Ci soffermiamo adesso sulla volumetria dell’opera la quale si sviluppa assai in altezza, alla stregua di un torrione; Per la sua elevazione e per la vicinanza al mare niente osta, peraltro la copertura è piana, a poter svolgere la funzione di punto di segnalazione, in qualche modo di faro. C’è, poi da evidenziare che se è vero che questa struttura castellana non ha paragoni in ambito locale non li ha neanche in quello europeo, ad esclusione dell’Italia, la sua ideazione non ha subito l’influsso di modelli affermatisi nel continente, è un’espressione originale similmente alle altre concepite da Federico II che, pur a capo del Sacro Romano Impero, un dominio di scala continentale, è innanzitutto Re di Sicilia, un principe assolutamente italiano. Tante sono “le cose di interesse storico” riconosciute come tali dal Ministero della Cultura, dentro le quali, se ha un valore la primogenitura, un posto di primo piano lo ha sicuramente il Castello Svevo che è stato classificato Monumento Nazionale addirittura nel 1885. Il suo “incendio”, a memoria di quello causato dai Turchi circa mezzo millennio fa, riproposto ogni anno dal Comune con l’esplosione dei fuochi d’artificio, è un po’ il rito fondativo della città.
4 - La bonifica costiera
Il Molise, in effetti, è stato partecipe, ciò non contrasta con il fatto che ha sempre vissuto una condizione di isolamento, di vicende nazionali come la grande operazione di bonifica delle pianure.
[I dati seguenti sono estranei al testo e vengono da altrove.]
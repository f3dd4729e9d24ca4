//! Registration resources: address template, concept answers, relationship types, people
//! and patients.

use crate::error::{ClientError, ClientResult};
use crate::transport::{decode, path_segment};
use crate::OpenmrsClient;
use fhir::{Patient, PatientData};
use reg_core::attributes::ConceptAnswer;
use reg_core::relationships::RelationshipType;
use serde::{Deserialize, Serialize};

const SYSTEM_SETTING_PATH: &str = "/ws/rest/v1/systemsetting";
const ADDRESS_TEMPLATE_SETTING: &str = "layout.address.format";
const RELATIONSHIP_TYPE_PATH: &str = "/ws/rest/v1/relationshiptype";
const PERSON_PATH: &str = "/ws/rest/v1/person";

#[derive(Deserialize)]
struct Results<T> {
    #[serde(default = "Vec::new")]
    results: Vec<T>,
}

#[derive(Deserialize)]
struct SettingWire {
    #[serde(default)]
    value: Option<String>,
}

#[derive(Deserialize)]
#[serde(rename_all = "camelCase")]
struct ConceptWire {
    #[serde(default)]
    answers: Vec<ConceptAnswer>,
    #[serde(default)]
    set_members: Vec<ConceptAnswer>,
}

/// A person returned by the person search.
#[derive(Clone, Debug, PartialEq, Eq, Serialize, Deserialize)]
pub struct PersonSummary {
    pub uuid: String,
    #[serde(default)]
    pub display: String,
}

impl OpenmrsClient {
    /// Raw XML of the address template system setting. `None` when the setting is unset.
    ///
    /// # Errors
    ///
    /// Returns a `ClientError` if the request fails or the response cannot be decoded.
    pub async fn address_template_xml(&self) -> ClientResult<Option<String>> {
        let value = self
            .transport()
            .get_json(
                SYSTEM_SETTING_PATH,
                &[
                    ("q", ADDRESS_TEMPLATE_SETTING.to_string()),
                    ("v", "custom:(value)".to_string()),
                ],
            )
            .await?;
        let settings: Results<SettingWire> = decode(SYSTEM_SETTING_PATH, value)?;
        Ok(settings
            .results
            .into_iter()
            .next()
            .and_then(|setting| setting.value)
            .filter(|xml| !xml.trim().is_empty()))
    }

    /// Answers of a coded concept, falling back to its set members.
    ///
    /// # Errors
    ///
    /// Returns `ClientError::InvalidUrl` if the uuid is not a single path segment, otherwise a
    /// `ClientError` if the request fails; an unknown uuid is a 404 status.
    pub async fn concept_answers(&self, concept_uuid: &str) -> ClientResult<Vec<ConceptAnswer>> {
        let concept_uuid = path_segment("concept uuid", concept_uuid)?;
        let path = format!("/ws/rest/v1/concept/{concept_uuid}");
        let value = self
            .transport()
            .get_json(&path, &[("v", "custom:(answers,setMembers)".to_string())])
            .await?;
        let concept: ConceptWire = decode(&path, value)?;

        if concept.answers.is_empty() {
            Ok(concept.set_members)
        } else {
            Ok(concept.answers)
        }
    }

    /// Concept answers for an autocomplete field; `None` when the set could not be loaded.
    pub async fn concept_answers_or_none(&self, concept_uuid: &str) -> Option<Vec<ConceptAnswer>> {
        match self.concept_answers(concept_uuid).await {
            Ok(answers) => Some(answers),
            Err(error) => {
                tracing::warn!(concept_uuid, %error, "failed to load concept answers");
                None
            }
        }
    }

    /// # Errors
    ///
    /// Returns a `ClientError` if the request fails or the response cannot be decoded.
    pub async fn relationship_types(&self) -> ClientResult<Vec<RelationshipType>> {
        let value = self
            .transport()
            .get_json(RELATIONSHIP_TYPE_PATH, &[("v", "default".to_string())])
            .await?;
        let types: Results<RelationshipType> = decode(RELATIONSHIP_TYPE_PATH, value)?;
        Ok(types.results)
    }

    /// People matching `query`. An empty query returns no one without a request.
    ///
    /// # Errors
    ///
    /// Returns a `ClientError` if the request fails or the response cannot be decoded.
    pub async fn search_person(&self, query: &str) -> ClientResult<Vec<PersonSummary>> {
        let query = query.trim();
        if query.is_empty() {
            return Ok(Vec::new());
        }
        let value = self
            .transport()
            .get_json(PERSON_PATH, &[("q", query.to_string())])
            .await?;
        let people: Results<PersonSummary> = decode(PERSON_PATH, value)?;
        Ok(people.results)
    }

    /// FHIR patient resource, for editing an existing registration.
    ///
    /// # Errors
    ///
    /// Returns `ClientError::InvalidUrl` if the uuid is not a single path segment, otherwise a
    /// `ClientError` if the request fails or the resource is not a valid patient.
    pub async fn fhir_patient(&self, patient_uuid: &str) -> ClientResult<PatientData> {
        let patient_uuid = path_segment("patient uuid", patient_uuid)?;
        let path = format!("/ws/fhir2/R4/Patient/{patient_uuid}");
        let value = self.transport().get_json(&path, &[]).await?;
        Patient::from_value(value).map_err(|err| ClientError::Decode {
            url: path,
            message: err.to_string(),
        })
    }
}

#[cfg(test)]
mod tests {
    use super::*;
    use crate::fake::FakeTransport;
    use serde_json::json;
    use std::sync::Arc;

    fn client(fake: FakeTransport) -> (OpenmrsClient, Arc<FakeTransport>) {
        let fake = Arc::new(fake);
        (OpenmrsClient::new(fake.clone()), fake)
    }

    #[tokio::test]
    async fn reads_address_template_setting() {
        let (client, fake) = client(FakeTransport::new().respond(
            SYSTEM_SETTING_PATH,
            json!({"results": [{"value": "<org.openmrs.layout.address.AddressTemplate/>"}]}),
        ));

        let xml = client.address_template_xml().await.expect("setting");
        assert_eq!(xml.as_deref(), Some("<org.openmrs.layout.address.AddressTemplate/>"));
        assert_eq!(
            fake.calls()[0].query[0],
            ("q".to_string(), "layout.address.format".to_string())
        );
    }

    #[tokio::test]
    async fn missing_template_setting_is_none() {
        let (client, _) =
            client(FakeTransport::new().respond(SYSTEM_SETTING_PATH, json!({"results": []})));
        assert_eq!(client.address_template_xml().await.expect("setting"), None);
    }

    #[tokio::test]
    async fn concept_answers_fall_back_to_set_members() {
        let (client, _) = client(
            FakeTransport::new()
                .respond(
                    "/ws/rest/v1/concept/with-answers",
                    json!({"answers": [{"uuid": "a1", "display": "Casado"}], "setMembers": []}),
                )
                .respond(
                    "/ws/rest/v1/concept/set-only",
                    json!({"answers": [], "setMembers": [{"uuid": "m1", "display": "Quechua"}]}),
                ),
        );

        let answers = client.concept_answers("with-answers").await.expect("answers");
        assert_eq!(answers[0].uuid, "a1");

        let members = client.concept_answers("set-only").await.expect("members");
        assert_eq!(members[0].display.as_deref(), Some("Quechua"));
    }

    #[tokio::test]
    async fn unknown_concept_is_none() {
        let (client, _) = client(FakeTransport::new().fail("/ws/rest/v1/concept/missing", 404));

        let err = client.concept_answers("missing").await.expect_err("404");
        assert!(err.is_not_found());
        assert!(client.concept_answers_or_none("missing").await.is_none());
    }

    #[tokio::test]
    async fn decodes_relationship_types() {
        let (client, _) = client(FakeTransport::new().respond(
            RELATIONSHIP_TYPE_PATH,
            json!({"results": [{
                "uuid": "8d91a210",
                "displayAIsToB": "Padre",
                "displayBIsToA": "Hijo",
                "description": "ignored"
            }]}),
        ));

        let types = client.relationship_types().await.expect("types");
        assert_eq!(types[0].display_b_is_to_a, "Hijo");
    }

    #[tokio::test]
    async fn person_search_skips_empty_query() {
        let (client, fake) = client(FakeTransport::new().respond(
            PERSON_PATH,
            json!({"results": [{"uuid": "p1", "display": "Ana Quispe"}]}),
        ));

        assert!(client.search_person("  ").await.expect("empty").is_empty());
        assert!(fake.calls().is_empty());

        let people = client.search_person("Ana").await.expect("people");
        assert_eq!(people[0].display, "Ana Quispe");
    }

    #[tokio::test]
    async fn fetches_fhir_patient() {
        let (client, _) = client(FakeTransport::new().respond(
            "/ws/fhir2/R4/Patient/p1",
            json!({"resourceType": "Patient", "id": "p1", "gender": "male"}),
        ));

        let patient = client.fhir_patient("p1").await.expect("patient");
        assert_eq!(patient.id, "p1");
        assert_eq!(patient.gender.as_deref(), Some("male"));
    }

    #[tokio::test]
    async fn uuids_must_be_single_path_segments() {
        let (client, fake) = client(FakeTransport::new());

        for uuid in ["../../../ws/rest/v1/user", "x?v=full&q=", "a/b", "", "p1#frag"] {
            let err = client.fhir_patient(uuid).await.expect_err("rejected uuid");
            assert!(matches!(err, ClientError::InvalidUrl(_)), "{uuid}: {err}");
        }
        let err = client
            .concept_answers("x?v=full&q=")
            .await
            .expect_err("rejected uuid");
        assert!(matches!(err, ClientError::InvalidUrl(_)));
        assert!(client.concept_answers_or_none("..").await.is_none());

        assert!(fake.calls().is_empty());
    }
}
La nostra regione sta per conto suo geograficamente, con scarsi collegamenti con i territori confinanti, e nel medesimo tempo ha condiviso con il resto della nazione rivolgimenti fondamentali tra cui l’ultimo è stato, appunto, la “redenzione delle terre” ovvero il prosciugamento e la riduzione a coltura dei comprensori pianeggianti, per oltre mezzo secolo, sostenuto da ben tre regimi politici del tutto differenti fra loro, l’Italia liberale, il regime, vero e proprio, fascista, e l’Italia democratica dei primordi; “redimere” le campagne dall’impaludamento è stato l’obiettivo principale di politica economica dello Stato. In poco più di 50 anni si è avuta la trasformazione totale di vastissimi circondari, modificazioni così ampie dei connotati territoriali che mai in precedenza si erano verificate con tanta radicalità nel suolo italiano. Gli ambiti interessati sono stati, sembra di averlo già detto, quelli in piano i quali da noi, ben si sa, non sono estesissimi limitandosi alla striscia litoranea e che, però, proprio perché superfici, tutto sommato, ridotte sono in ossequio al concetto di rarità, più preziose che altrove: una riflessione a margine che appena buttata là la si lascia subito cadere.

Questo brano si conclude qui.